From the entries below, return every line that includes the word "Copy".
——
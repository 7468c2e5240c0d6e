//! # Earth orientation
//!
//! Orientation of the Earth's rotation axis and of the Earth itself relative to the stars:
//!
//! * nutation in longitude and obliquity ([`iau2000b`]),
//! * mean obliquity of the ecliptic ([`mean_obliquity`]) and the combined [`EarthTilt`],
//! * precession and nutation rotation matrices ([`precession_rot`], [`nutation_rot`]),
//! * Earth Rotation Angle and apparent sidereal time ([`earth_rotation_angle`],
//!   [`sidereal_time`]).
//!
//! The functions here are pure; the per-instant memoization of [`EarthTilt`] and of the
//! sidereal time lives in [`Orrery`](crate::orrery::Orrery).
use nalgebra::Matrix3;
use serde::{Deserialize, Serialize};

use crate::constants::{ArcSec, Degree, Hour, ARCSEC_PER_CIRCLE, DAYS_PER_CENTURY, RADEG, RADSEC};
use crate::ref_system::RotationMatrix;

/// Direction of a precession or nutation rotation.
#[derive(Debug, Clone, Copy, PartialEq, Eq, Hash, Serialize, Deserialize)]
pub enum PrecessDirection {
    /// From the J2000 mean equator towards the equator of date
    From2000,
    /// From the equator of date back to the J2000 mean equator
    Into2000,
}

/// Nutation and obliquity of the Earth's axis at one instant.
#[derive(Debug, Clone, Copy, PartialEq, Serialize, Deserialize)]
pub struct EarthTilt {
    /// TT days since J2000 this tilt was computed for
    pub tt: f64,
    /// Nutation in longitude (arcseconds)
    pub dpsi: ArcSec,
    /// Nutation in obliquity (arcseconds)
    pub deps: ArcSec,
    /// Equation of the equinoxes (seconds of time)
    pub ee: f64,
    /// Mean obliquity of the ecliptic (degrees)
    pub mobl: Degree,
    /// True obliquity of the ecliptic (degrees)
    pub tobl: Degree,
}

/// Multipliers of (l, l', F, D, Ω) for the five leading terms of IAU2000B.
const NUTATION_ARGS: [[f64; 5]; 5] = [
    [0.0, 0.0, 0.0, 0.0, 1.0],
    [0.0, 0.0, 2.0, -2.0, 2.0],
    [0.0, 0.0, 2.0, 0.0, 2.0],
    [0.0, 0.0, 0.0, 0.0, 2.0],
    [0.0, 1.0, 0.0, 0.0, 0.0],
];

/// Longitude (sin, t·sin, cos) and obliquity (cos, t·cos, sin) coefficients in 0.1 µas.
const NUTATION_COEFFS: [[f64; 6]; 5] = [
    [-172064161.0, -174666.0, 33386.0, 92052331.0, 9086.0, 15377.0],
    [-13170906.0, -1675.0, -13696.0, 5730336.0, -3015.0, -4587.0],
    [-2276413.0, -234.0, 2796.0, 978459.0, -485.0, 1374.0],
    [2074554.0, 207.0, -698.0, -897492.0, 470.0, -291.0],
    [1475877.0, -3633.0, 11817.0, 73871.0, -184.0, -1924.0],
];

/// Compute the nutation angles in longitude and obliquity (IAU 2000B, five leading terms).
///
/// Arguments
/// ---------
/// * `tt`: TT days since J2000.
///
/// Returns
/// --------
/// * A tuple `(Δψ, Δε)` in arcseconds.
///
/// Description
/// -----------
/// The fundamental arguments (mean anomalies of the Moon and the Sun, argument of latitude of
/// the Moon, mean elongation of the Moon, longitude of the lunar node) are linear in Julian
/// centuries. Each term contributes
///
/// ```text
/// Δψ += (S + S'·T)·sin(arg) + C'·cos(arg)
/// Δε += (C + C''·T)·cos(arg) + S''·sin(arg)
/// ```
///
/// and the IAU2000B fixed offsets standing for the planetary terms are added at the end.
///
/// # See also
/// * [`nutation_rot`] – rotation built from these angles
/// * [`EarthTilt`] – bundles them with the obliquity
pub fn iau2000b(tt: f64) -> (ArcSec, ArcSec) {
    let t = tt / DAYS_PER_CENTURY;

    let angle = |a0: f64, a1: f64| ((a0 + t * a1) % ARCSEC_PER_CIRCLE) * RADSEC;
    let args = [
        angle(485868.249036, 1717915923.2178),
        angle(1287104.79305, 129596581.0481),
        angle(335779.526232, 1739527262.8478),
        angle(1072260.70369, 1602961601.2090),
        angle(450160.398036, -6962890.5431),
    ];

    let (dp, de) = NUTATION_ARGS.iter().zip(NUTATION_COEFFS.iter()).fold(
        (0.0, 0.0),
        |(dp, de), (mult, c)| {
            let arg: f64 = mult.iter().zip(args.iter()).map(|(m, a)| m * a).sum();
            let (sarg, carg) = arg.sin_cos();
            (
                dp + (c[0] + c[1] * t) * sarg + c[2] * carg,
                de + (c[3] + c[4] * t) * carg + c[5] * sarg,
            )
        },
    );

    (-0.000135 + dp * 1.0e-7, 0.000388 + de * 1.0e-7)
}

/// Mean obliquity of the ecliptic (IAU 2006), in degrees.
///
/// ```text
/// ε = 84381.406″ − 46.836769″·T − 0.0001831″·T² + 0.00200340″·T³ − 5.76e-7″·T⁴ − 4.34e-8″·T⁵
/// ```
pub fn mean_obliquity(tt: f64) -> Degree {
    let t = tt / DAYS_PER_CENTURY;
    let asec = ((((-0.0000000434 * t - 0.000000576) * t + 0.00200340) * t - 0.0001831) * t
        - 46.836769)
        * t
        + 84381.406;
    asec / 3600.0
}

/// Nutation and obliquity at `tt`, without memoization.
pub fn compute_e_tilt(tt: f64) -> EarthTilt {
    let (dpsi, deps) = iau2000b(tt);
    let mobl = mean_obliquity(tt);
    EarthTilt {
        tt,
        dpsi,
        deps,
        ee: dpsi * (mobl * RADEG).cos() / 15.0,
        mobl,
        tobl: mobl + deps / 3600.0,
    }
}

/// Precession rotation between the J2000 mean equator and the mean equator of date (IAU 2006).
///
/// Arguments
/// ---------
/// * `tt`: TT days since J2000.
/// * `dir`: [`PrecessDirection::From2000`] maps J2000 vectors to the mean equator of date,
///   [`PrecessDirection::Into2000`] the reverse.
///
/// Return
/// ------
/// * the rotation matrix
///
/// The rotation is built from the precession angles ψA, ωA and χA, polynomials of degree five
/// in Julian centuries, around the J2000 obliquity ε₀:
///
/// ```text
/// P = R3(χA) · R1(−ωA) · R3(−ψA) · R1(ε₀)
/// ```
pub fn precession_rot(tt: f64, dir: PrecessDirection) -> RotationMatrix {
    let t = tt / DAYS_PER_CENTURY;
    let eps0 = 84381.406;

    let psia = ((((-0.0000000951 * t + 0.000132851) * t - 0.00114045) * t - 1.0790069) * t
        + 5038.481507)
        * t;
    let omegaa = ((((0.0000003337 * t - 0.000000467) * t - 0.00772503) * t + 0.0512623) * t
        - 0.025754)
        * t
        + eps0;
    let chia = ((((-0.0000000560 * t + 0.000170663) * t - 0.00121197) * t - 2.3814292) * t
        + 10.556403)
        * t;

    let (sa, ca) = (eps0 * RADSEC).sin_cos();
    let (sb, cb) = (-psia * RADSEC).sin_cos();
    let (sc, cc) = (-omegaa * RADSEC).sin_cos();
    let (sd, cd) = (chia * RADSEC).sin_cos();

    let xx = cd * cb - sb * sd * cc;
    let yx = cd * sb * ca + sd * cc * cb * ca - sa * sd * sc;
    let zx = cd * sb * sa + sd * cc * cb * sa + ca * sd * sc;
    let xy = -sd * cb - sb * cd * cc;
    let yy = -sd * sb * ca + cd * cc * cb * ca - sa * cd * sc;
    let zy = -sd * sb * sa + cd * cc * cb * sa + ca * cd * sc;
    let xz = sb * sc;
    let yz = -sc * cb * ca - sa * cc;
    let zz = -sc * cb * sa + cc * ca;

    // of date -> J2000
    let into2000 = Matrix3::new(xx, xy, xz, yx, yy, yz, zx, zy, zz);
    let rot = RotationMatrix::from_trusted(into2000);
    match dir {
        PrecessDirection::Into2000 => rot,
        PrecessDirection::From2000 => rot.inverse(),
    }
}

/// Nutation rotation between the mean equator of date and the true equator of date.
///
/// Arguments
/// ---------
/// * `tilt`: nutation and obliquities at the instant of interest
/// * `dir`: [`PrecessDirection::From2000`] maps mean-of-date vectors to true-of-date,
///   [`PrecessDirection::Into2000`] the reverse
pub fn nutation_rot(tilt: &EarthTilt, dir: PrecessDirection) -> RotationMatrix {
    let (sobm, cobm) = (tilt.mobl * RADEG).sin_cos();
    let (sobt, cobt) = (tilt.tobl * RADEG).sin_cos();
    let (spsi, cpsi) = (tilt.dpsi * RADSEC).sin_cos();

    let xx = cpsi;
    let yx = -spsi * cobm;
    let zx = -spsi * sobm;
    let xy = spsi * cobt;
    let yy = cpsi * cobm * cobt + sobm * sobt;
    let zy = cpsi * sobm * cobt - cobm * sobt;
    let xz = spsi * sobt;
    let yz = cpsi * cobm * sobt - sobm * cobt;
    let zz = cpsi * sobm * sobt + cobm * cobt;

    // mean -> true
    let from2000 = Matrix3::new(xx, yx, zx, xy, yy, zy, xz, yz, zz);
    let rot = RotationMatrix::from_trusted(from2000);
    match dir {
        PrecessDirection::From2000 => rot,
        PrecessDirection::Into2000 => rot.inverse(),
    }
}

/// Rotation between J2000 and the true equator of date, combining precession and nutation in
/// the order required by `dir`.
///
/// * `Into2000`: nutation (true → mean of date), then precession (mean of date → J2000),
/// * `From2000`: precession, then nutation.
pub fn gyration_rot(tilt: &EarthTilt, dir: PrecessDirection) -> RotationMatrix {
    let precession = precession_rot(tilt.tt, dir);
    let nutation = nutation_rot(tilt, dir);
    match dir {
        PrecessDirection::Into2000 => nutation.combine(&precession),
        PrecessDirection::From2000 => precession.combine(&nutation),
    }
}

/// Earth Rotation Angle in degrees, `[0, 360)`.
///
/// Argument
/// --------
/// * `ut`: UT days since J2000
pub fn earth_rotation_angle(ut: f64) -> Degree {
    let thet1 = 0.7790572732640 + 0.00273781191135448 * ut;
    let thet3 = ut % 1.0;
    let theta = 360.0 * ((thet1 + thet3) % 1.0);
    if theta < 0.0 {
        theta + 360.0
    } else {
        theta
    }
}

/// Greenwich apparent sidereal time in sidereal hours, `[0, 24)`.
///
/// Arguments
/// ---------
/// * `ut`: UT days since J2000, drives the Earth Rotation Angle
/// * `tilt`: Earth tilt at the same instant, provides TT and the equation of the equinoxes
///
/// Return
/// ------
/// * GAST = ERA + precession polynomial + equation of the equinoxes
pub fn sidereal_time(ut: f64, tilt: &EarthTilt) -> Hour {
    let t = tilt.tt / DAYS_PER_CENTURY;
    let eqeq = 15.0 * tilt.ee;
    let theta = earth_rotation_angle(ut);
    let st = eqeq
        + 0.014506
        + ((((-0.0000000368 * t - 0.000029956) * t - 0.00000044) * t + 1.3915817) * t
            + 4612.156534)
            * t;

    let gst = ((st / 3600.0 + theta) % 360.0) / 15.0;
    if gst < 0.0 {
        gst + 24.0
    } else {
        gst
    }
}

#[cfg(test)]
mod earth_orientation_test {
    use approx::assert_abs_diff_eq;
    use nalgebra::Vector3;

    use super::*;

    #[test]
    fn test_mean_obliquity() {
        assert_eq!(mean_obliquity(0.0), 84381.406 / 3600.0);
        let drift = mean_obliquity(36525.0) - mean_obliquity(0.0);
        assert_abs_diff_eq!(drift, -46.836769 / 3600.0, epsilon = 1e-6);
    }

    #[test]
    fn test_nutation_amplitude() {
        for k in 0..200 {
            let tt = -36525.0 + k as f64 * 365.25;
            let (dpsi, deps) = iau2000b(tt);
            assert!(dpsi.abs() < 20.0, "dpsi = {dpsi}");
            assert!(deps.abs() < 11.0, "deps = {deps}");
        }
        let (dpsi, deps) = iau2000b(0.0);
        assert_abs_diff_eq!(dpsi, -13.93, epsilon = 0.2);
        assert_abs_diff_eq!(deps, -5.77, epsilon = 0.2);
    }

    #[test]
    fn test_precession_direction() {
        // the equinox of 2050 has moved by about 0.64 degree in right ascension
        let rot = precession_rot(18262.5, PrecessDirection::From2000);
        let v = rot.matrix() * Vector3::x();
        let ra = v.y.atan2(v.x).to_degrees();
        assert_abs_diff_eq!(ra, 0.6407, epsilon = 1e-3);

        let back = precession_rot(18262.5, PrecessDirection::Into2000);
        let identity = back.matrix() * rot.matrix();
        assert_abs_diff_eq!(identity, Matrix3::identity(), epsilon = 1e-14);
    }

    #[test]
    fn test_precession_identity_at_j2000() {
        let rot = precession_rot(0.0, PrecessDirection::Into2000);
        assert_abs_diff_eq!(*rot.matrix(), Matrix3::identity(), epsilon = 1e-15);
    }

    #[test]
    fn test_nutation_moves_equinox_eastward() {
        let tilt = compute_e_tilt(0.0);
        let v = nutation_rot(&tilt, PrecessDirection::From2000).matrix() * Vector3::x();
        let dpsi = tilt.dpsi * RADSEC;
        assert_abs_diff_eq!(v.y / dpsi, (tilt.tobl * RADEG).cos(), epsilon = 1e-4);
    }

    #[test]
    fn test_gyration_round_trip() {
        let tilt = compute_e_tilt(9000.0);
        let from = gyration_rot(&tilt, PrecessDirection::From2000);
        let into = gyration_rot(&tilt, PrecessDirection::Into2000);
        let v = Vector3::new(0.3, -1.2, 0.7);
        let back = into.matrix() * (from.matrix() * v);
        assert_abs_diff_eq!(back, v, epsilon = 1e-14);
    }

    #[test]
    fn test_sidereal_time_at_j2000() {
        let tilt = compute_e_tilt(0.000742870370370);
        let gast = sidereal_time(0.0, &tilt);
        // GMST at J2000 is 18.697374558 h; GAST adds the equation of the equinoxes
        assert_abs_diff_eq!(gast, 18.697374558 + tilt.ee / 3600.0, epsilon = 1e-5);
    }

    #[test]
    fn test_sidereal_time_range() {
        for k in 0..500 {
            let ut = -20000.0 + k as f64 * 83.37;
            let tilt = compute_e_tilt(ut);
            let gast = sidereal_time(ut, &tilt);
            assert!((0.0..24.0).contains(&gast), "gast = {gast}");
        }
    }

    #[test]
    fn test_earth_rotation_angle() {
        assert_abs_diff_eq!(
            earth_rotation_angle(0.0),
            0.7790572732640 * 360.0,
            epsilon = 1e-9
        );
        let era = earth_rotation_angle(-0.25);
        assert!((0.0..360.0).contains(&era));
    }
}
——
YOUR RESPONSE:
#[derive(Debug, Clone, Copy, PartialEq, Eq, Hash, Serialize, Deserialize)]
#[derive(Debug, Clone, Copy, PartialEq, Serialize, Deserialize)]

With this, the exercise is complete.